I don’t really feel like blogging today. I’m still not settled in after going to visit my friend Sally in Estancia this weekend. Do you remember Sally? She’s also a patternmaker, originally from NYC. Anyway, she invited me up to meet her friend Amy who was visiting from Centralia WA and who is also originally from NY. Sally doesn’t drop names (but could); Amy Downs is a famous hat designer so I was excited to meet her. I found out later that Amy’s sister is the singer Lila Downs. Now that I’m sitting here writing this, I wish I’d asked her more questions about her work. My impression is that she produces when she feels like it and it doesn’t matter what’s popular. She says that the one time she followed the trends, her stuff sold -she sells everything she makes; people collect her- but under protest. Her stores didn’t like it at all so she doesn’t follow trends. Amy’s husband Gary is -get this- a successful magic trick inventor and manufacturer. Amy is interesting to say the least. Obviously, Sally collects interesting people; I flatter myself by thinking I’m one of them.

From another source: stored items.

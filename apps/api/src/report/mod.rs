//! Evaluation Report: flat view of a record, fixed-width layout, and pluggable renderers.
//!
//! `AppState` holds an `Arc<dyn ReportRenderer>`. The shipped backend is `TextReportRenderer`;
//! a PDF backend implements the same trait. Rendering is CPU-bound and runs inside
//! `tokio::task::spawn_blocking`.

pub mod handlers;
pub mod layout;
pub mod renderer;
pub mod view;

pub use layout::PageConfig;
pub use renderer::{RenderError, ReportRenderer, TextReportRenderer};
pub use view::EvaluationView;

If you recall, it’s a little over 200 miles to Sally’s place from Las Cruces. Heading north, I was going to take a picture of the guy at the border patrol checkpoint like I did last time but he seemed rather humorless about it. I decided to take landscape pictures for you this time. I realize New Mexico is an acquired taste but there’s beauty in these wide panoramic views of the horizon.

This is Amy outside of Sally’s house. In real life you’d see that Amy is a sensory delight of color. She inspired me.

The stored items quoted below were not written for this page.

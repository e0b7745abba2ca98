mod assist;
mod config;
mod errors;
mod evaluation;
mod llm_client;
mod report;
mod routes;
mod rubric;
mod state;
mod store;

use std::net::SocketAddr;
use std::sync::Arc;
use std::time::Duration;

use anyhow::Result;
use tokio::sync::Mutex;
use tower_http::{cors::CorsLayer, trace::TraceLayer};
use tracing::{info, warn};
use tracing_subscriber::{layer::SubscriberExt, util::SubscriberInitExt, EnvFilter};

use crate::assist::LlmAssistService;
use crate::config::Config;
use crate::llm_client::{LlmClient, LlmSettings};
use crate::report::{PageConfig, TextReportRenderer};
use crate::routes::build_router;
use crate::state::AppState;
use crate::store::EvaluationStore;

#[tokio::main]
async fn main() -> Result<()> {
    // Load configuration first; malformed values abort startup
    let config = Config::from_env()?;

    // Initialize structured logging
    tracing_subscriber::registry()
        .with(EnvFilter::try_from_default_env().unwrap_or_else(|_| {
            EnvFilter::new(format!("{}={}", env!("CARGO_PKG_NAME"), &config.rust_log))
        }))
        .with(tracing_subscriber::fmt::layer())
        .init();

    info!("Starting Practicum API v{}", env!("CARGO_PKG_VERSION"));

    // Open the evaluations file. A corrupt file is reported but does not stop the server;
    // writes are refused until it is fixed.
    let mut store = EvaluationStore::new(&config.evaluations_file);
    let path = store.path().display().to_string();
    match store.reload() {
        Ok(records) => info!("Evaluations store at {path} ({} record(s))", records.len()),
        Err(e) => warn!("Evaluations store unreadable, writes will be refused: {e}"),
    }

    // Initialize LLM client
    let llm = LlmClient::new(LlmSettings {
        api_key: config.anthropic_api_key.clone(),
        model: config.llm_model.clone(),
        timeout: Duration::from_secs(config.llm_timeout_secs),
        max_attempts: config.llm_max_attempts,
    });
    if llm.is_configured() {
        info!("LLM client initialized (model: {})", llm.model());
    } else {
        warn!("ANTHROPIC_API_KEY not set; AI assist endpoints will return 503");
    }

    let page_config = PageConfig::new(config.report_line_width, config.report_lines_per_page);
    info!(
        "Report layout: {} columns, {} lines per page",
        page_config.line_width, page_config.lines_per_page
    );

    // Build app state
    let state = AppState {
        store: Arc::new(Mutex::new(store)),
        assist: Arc::new(LlmAssistService(llm)),
        renderer: Arc::new(TextReportRenderer::new(page_config)),
    };

    // Build router
    let app = build_router(state)
        .layer(TraceLayer::new_for_http())
        .layer(CorsLayer::permissive()); // TODO: restrict origins once the web UI has a fixed host

    let addr: SocketAddr = format!("0.0.0.0:{}", config.port).parse()?;
    info!("Listening on {addr}");

    let listener = tokio::net::TcpListener::bind(addr).await?;
    axum::serve(listener, app).await?;

    Ok(())
}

Amy was so inspiring to me because I like her taste in colors, that’s what I like too. Wild, bright garish colors. My ex-husband (who fancies himself an artist) said I had a lousy sense of color so not having any other options, I gravitated towards neutrals and black. Amy’s proof that strong colors can work. I noticed that I felt more upbeat around Amy and her colors -her outfits are visually striking- but get this, the colors were enhancing. They weren’t so garish that they’d hijack your screen. She’s inspired me to redecorate the house. You’d have to see our house, it’s awful. It’s drab and our sofa should have been dumped years ago. The sofa -by the way- is not to be believed. It defies exaggeration, I kid you not. If minimalism has drained rather than invigorated my environment, I’ve gone too far (asceticism). When we get a new sofa, I’ll put up a picture of it.

Above is a picture of Sally. She’s going to kill me when she sees this on the blog but I love this picture and I love, love the shoes. I also loved the fact that she just dressed however. People always think that people in the fashion industry get dolled up and it’s just not true. Few of us are Amys.

Below is a picture of Sally, Amy and Festus, Sally’s dog. Festus likes me. He’s very shy. I think he likes me because I avoid making eye contact (eye contact can be very threatening to dogs). I think he’s part Ridgeback and part Heeler. I worry about her out here, she’s 11 miles from town but with Festus, I worry less. He looks too thin to me but then, I’d probably overfeed him.

Later that day, Sally took us into Estancia (population 1,500); Estancia is about 40 miles south east of Albuquerque. I loved Estancia -a really long story. Here is a picture of their public library.

This library was built by Rohde May Keller McNamara Architecture and it won 3 of 5 top AIA awards for architecture. It cost one million dollars to build. The money to build it was donated by Willis and Corine Williams (brother and sister). I can’t get a fix on who they were. Apparently Corrine was well to do before she died. Her brother donated the money in her memory. It’s a lovely story. Towns of this size rarely enjoy such gifts.

Behind the library is the community swimming pool (below). For such a tiny town, their social infrastructure is quite amazing. This is a beautiful pool.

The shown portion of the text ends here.